Day 1: Julia Donnelly eggs my house my first night back in Star Lake, and that’s how I know everyone still remembers everything—how I destroyed my relationship with Patrick the night everything happened with his brother, Gabe. How I wrecked their whole family. Now I’m serving out my summer like a jail sentence: Just ninety-nine days till I can leave for college, and be done.

Day 4: A nasty note on my windshield makes it clear Julia isn’t finished. I’m expecting a fight when someone taps me on the shoulder, but it’s just Gabe, home from college and actually happy to see me. “For what it’s worth, Molly Barlow,” he says, “I’m really glad you’re back.”

Day 12: Gabe got me to come to this party, and I’m actually having fun. I think he’s about to kiss me—and that’s when I see Patrick. My Patrick, who’s supposed to be clear across the country. My Patrick, who’s never going to forgive me.



Dear 99 Days,

I'm not sure what just happened, but it wasn't good. I'm writing you to let you know that, "It wasn't you, it was me.", doesn't apply to our relationship. This time around, it was all you. I wanted to like you. I tried to like you. I kept reading you in hopes I would like you, but the more I read you, the most I disliked you. Even though I tried, in the end, I realized you just weren't for me. Which wasn't the case for your author, Katie Cotugno's debut last year. I liked How To Love. This time around, the writing just wasn't, I don't even know. I hate to say this, but your writing didn't work for me. But my biggest factor in not liking you as a book, was your characters.

I felt like I was reading a soap opera gone wrong. Like really wrong. As in, I don't even know what I'm reading right now. I'm not sure if I should laugh, throw the book, or keep reading you. Let's talk about your first character Molly. Where do I start? She was not a likable character at all. She makes a lot of selfish choices, hurts a lot of people, and is surprised by the way people treat her. I had some issues with her. It's been awhile since I read a book where I literally didn't care for a character one bit, but Molly, well she's not someone that I liked, or cared for at all. 

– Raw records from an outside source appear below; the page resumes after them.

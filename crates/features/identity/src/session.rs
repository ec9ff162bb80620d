use crate::Identity;
use crate::error::IdentityError;
use amora_domain::config::SessionConfig;
use amora_kernel::prelude::ApiState;
use amora_kernel::safe_nanoid;
use axum::extract::FromRequestParts;
use axum::http::header;
use axum::http::request::Parts;
use chrono::{DateTime, Utc};
use moka::sync::Cache;
use std::time::Duration;

/// An authenticated session, created at login and discarded at logout or expiry.
///
/// Handlers take this as an extractor argument; a missing or unknown bearer
/// token short-circuits the request with `401 Unauthorized`.
#[derive(Debug, Clone)]
pub struct Session {
    pub token: String,
    pub username: String,
    pub issued_at: DateTime<Utc>,
    pub expires_at: DateTime<Utc>,
}

/// Bounded in-memory session cache with time-to-live eviction.
///
/// Sessions do not survive a restart. For a two-person site that just means
/// logging in again.
#[derive(Debug)]
pub(crate) struct SessionStore {
    cache: Cache<String, Session>,
    ttl: Duration,
}

impl SessionStore {
    pub(crate) fn new(config: &SessionConfig) -> Self {
        let ttl = Duration::from_secs(config.ttl_seconds.max(1));
        let cache =
            Cache::builder().max_capacity(config.cache_capacity).time_to_live(ttl).build();

        Self { cache, ttl }
    }

    pub(crate) fn create(&self, username: &str) -> Session {
        let issued_at = Utc::now();
        let session = Session {
            token: safe_nanoid!(32),
            username: username.to_owned(),
            issued_at,
            expires_at: issued_at + self.ttl,
        };

        self.cache.insert(session.token.clone(), session.clone());
        session
    }

    pub(crate) fn get(&self, token: &str) -> Option<Session> {
        // TTL eviction is lazy; the timestamp check closes the window
        // between expiry and eviction.
        self.cache.get(token).filter(|session| session.expires_at > Utc::now())
    }

    pub(crate) fn invalidate(&self, token: &str) {
        self.cache.invalidate(token);
    }
}

impl FromRequestParts<ApiState> for Session {
    type Rejection = IdentityError;

    async fn from_request_parts(
        parts: &mut Parts,
        state: &ApiState,
    ) -> Result<Self, Self::Rejection> {
        let token = parts
            .headers
            .get(header::AUTHORIZATION)
            .and_then(|value| value.to_str().ok())
            .and_then(|value| value.strip_prefix("Bearer "))
            .ok_or(IdentityError::Unauthorized { message: "Missing bearer token".into() })?;

        let identity = state.try_get_slice::<Identity>()?;

        identity
            .sessions
            .get(token)
            .ok_or(IdentityError::Unauthorized { message: "Session expired or unknown".into() })
    }
}

#[cfg(test)]
mod tests {
    use super::*;

    fn store() -> SessionStore {
        SessionStore::new(&SessionConfig { ttl_seconds: 60, cache_capacity: 8 })
    }

    #[test]
    fn create_then_get_roundtrip() {
        let store = store();
        let session = store.create("aviral");

        let found = store.get(&session.token).expect("session should be retrievable");
        assert_eq!(found.username, "aviral");
        assert_eq!(found.token, session.token);
        assert!(found.expires_at > found.issued_at);
    }

    #[test]
    fn tokens_are_unique_per_login() {
        let store = store();
        let a = store.create("aviral");
        let b = store.create("aviral");
        assert_ne!(a.token, b.token);
    }

    #[test]
    fn invalidate_discards_session() {
        let store = store();
        let session = store.create("shaili");

        store.invalidate(&session.token);
        assert!(store.get(&session.token).is_none());
    }

    #[test]
    fn unknown_token_is_none() {
        assert!(store().get("nope").is_none());
    }
}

It's not just Molly. Your two love interests were just as bad. As you might have guessed it, I didn't care for Patrick and Gabe either. These two brothers weren't much better than Molly. Like Molly, they showed little regard for other people's feelings as well. I sort of got the getting back at each other since Molly slept with the one brother while dating the other. *Insert the eye roll and parental sigh, which we all know isn't good*. You're really turning into a comedy right now, only I'm not laughing. Now I'm at the point in the story where I literally don't care what happens anymore. The more I read you in hopes you got better, the more I really couldn't stand the characters, let alone their story, and I wish I had stopped reading you after the first page. 

One thing I did like, was clearly seeing that not one character was in the right in this book. Everyone, from Molly, Gabe, Patrick, to their sister, Molly's friends, Molly's mom, and so on, made bad choices. At least in the end, a couple of characters own up to their mistakes, but by then I just didn't care enough, though I'm glad they at least grew up. I'll admit it, I'm frustrated with you as a story. I saw some potential with your storyline, but I just didn't get it. I also didn't care for the sleeping around, and all the drama. I really wanted to like you in some fashion, but I didn't. Sadly I can't even recommend you. I know, I'm sorry, but I can't.  

I feel bad I'm being frank, but sometimes that's for the best. While I know some readers will totally enjoy reading you, I didn't. When it comes to reading, there's one thing I don't like, and that is when I don't like a book. I get it. I know that not every reader will like every book they read. That's completely understandable. One of the great things about books, is that there is at least one book out there for everyone. Which is why I'm going out of the norm here on Mundie Moms, and sharing my thoughts, or lack there of, because maybe someone else enjoy reading you. 

I'm sorry, you just weren't the book for me. 

Signed,
Not A Fan

*This book contains sexual content and language.